In the circumstance petitioner's contention that the local board acted in excess of its jurisdiction cannot affect the jurisdiction of the administrator to hear the cause de novo. It does not follow, however, that the authority of the administrator to suspend or revoke the license is other than that prescribed as the authority of local boards in § 3-5-23. Neither does it follow that the requirement of due process concerning hearing and notice of charges does not apply to the administrator. In this respect the jurisdiction of the administrator may be challenged at any time in the course of the proceedings. We turn then to the question whether a hearing by the administrator of the charges made against the licensee here would by reason of want of legal notice deprive her of due process of law.

The authority of a local board to suspend or revoke a license issued by it is conferred by § 3-5-23, which, in pertinent part, reads: "If any licensed person shall permit the house or place where he is licensed to sell beverages under the provisions of this title to become disorderly * * * or shall permit any of the laws of this state to be violated therein, in addition to any punishment, penalty or penalties which may be prescribed by statute for such offense, he may be summoned before the board, body or official which issued his license or before the liquor control administrator when he and the witnesses for and against him may be heard; and if it shall be made to appear to the satisfaction of the board, body or official hearing such charges that he has * * * permitted to be done any of the things hereinbefore in this section mentioned, then said board, body or official may suspend or revoke his license or enter other order thereon." It is not disputed that the instant cause was heard by the local board pursuant to § 3-5-23. It is to that authority that the administrator succeeds when such a cause is removed to his jurisdiction by operation of § 3-7-21 and, therefore, in this opinion we will discuss petitioner's argument as if it had been directed to the jurisdiction of the administrator rather than that of the local board.

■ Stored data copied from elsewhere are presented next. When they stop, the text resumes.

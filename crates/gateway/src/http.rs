//! Shared plumbing for the HTTP gateways.

use crate::errors::{GatewayError, Result};
use cvault_files::Payload;
use reqwest::multipart::{Form, Part};
use std::time::Duration;
use url::Url;

pub(crate) fn build_client(timeout_secs: u64) -> Result<reqwest::Client> {
    reqwest::Client::builder()
        .timeout(Duration::from_secs(timeout_secs))
        .build()
        .map_err(|e| GatewayError::Config(e.to_string()))
}

pub(crate) fn parse_base(base_url: &str) -> Result<Url> {
    let url = Url::parse(base_url.trim_end_matches('/'))
        .map_err(|e| GatewayError::Config(format!("invalid base url {base_url}: {e}")))?;
    if !matches!(url.scheme(), "http" | "https") {
        return Err(GatewayError::Config(format!(
            "unsupported scheme in {base_url}"
        )));
    }
    Ok(url)
}

/// Join `path` onto `base` without dropping any base path segment.
pub(crate) fn endpoint(base: &Url, path: &str) -> String {
    format!(
        "{}/{}",
        base.as_str().trim_end_matches('/'),
        path.trim_start_matches('/')
    )
}

/// Locators end up in URL paths, so only URL-safe identifiers are accepted.
pub(crate) fn check_locator(locator: &str) -> Result<()> {
    let ok = locator
        .chars()
        .all(|c| c.is_ascii_alphanumeric() || matches!(c, '-' | '_' | '.'))
        && !locator.contains("..");
    if ok {
        Ok(())
    } else {
        Err(GatewayError::InvalidLocator(locator.to_string()))
    }
}

pub(crate) fn file_form(payload: &Payload) -> Result<Form> {
    let part = Part::bytes(payload.bytes.clone())
        .file_name(payload.file_name.clone().unwrap_or_else(|| "file".into()))
        .mime_str(payload.content_type())
        .map_err(|e| GatewayError::Config(e.to_string()))?;
    Ok(Form::new().part("file", part))
}

/// Turn a non-success response into an error; 404 becomes `NotFound`.
pub(crate) async fn ensure_success(
    response: reqwest::Response,
    what: &str,
) -> Result<reqwest::Response> {
    let status = response.status();
    if status.is_success() {
        return Ok(response);
    }
    if status == reqwest::StatusCode::NOT_FOUND {
        return Err(GatewayError::NotFound(what.to_string()));
    }
    let body = response.text().await.unwrap_or_default();
    Err(GatewayError::Status {
        status: status.as_u16(),
        body,
    })
}

#[cfg(test)]
mod tests {
    use super::*;

    #[test]
    fn endpoint_keeps_base_path() {
        let base = parse_base("http://127.0.0.1:8080/api/").unwrap();
        assert_eq!(endpoint(&base, "/file"), "http://127.0.0.1:8080/api/file");
        let root = parse_base("http://127.0.0.1:8080").unwrap();
        assert_eq!(endpoint(&root, "file/download/x"), "http://127.0.0.1:8080/file/download/x");
    }

    #[test]
    fn rejects_bad_bases_and_locators() {
        assert!(parse_base("ftp://host").is_err());
        assert!(parse_base("not a url").is_err());
        assert!(check_locator("bafy-123_abc.pdf").is_ok());
        assert!(check_locator("../etc/passwd").is_err());
        assert!(check_locator("a/b").is_err());
        assert!(check_locator("a?b=c").is_err());
    }
}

This argument assumes the controlling issue to be whether § 3-8-1 constitutes a law of this state as contemplated in § 3-5-23 that, if violated, gives the administrator jurisdiction to proceed against the license issued to the licensee. The petitioner argues that § 3-8-1 is merely definitive of the power of licensing authorities to issue licenses and that, while it limits the power of such licensing authorities to authorize dealing with liquor beyond its terms, it in no manner imposes a prohibition with respect thereto on the licensee. Section 3-8-1 reads, in part: "Licenses issued under the provisions of this title shall not authorize * * * the sale or delivery to any minor, either for his own use or for the use of his parents, or of any other person * * *." On the other hand, § 3-8-5 makes the sale or delivery of liquor to a minor *926 a misdemeanor punishable by a fine, imprisonment, or both. We are unable to agree that § 3-8-1 is without prohibitory effect as regards the sale of liquor to a minor by a licensee.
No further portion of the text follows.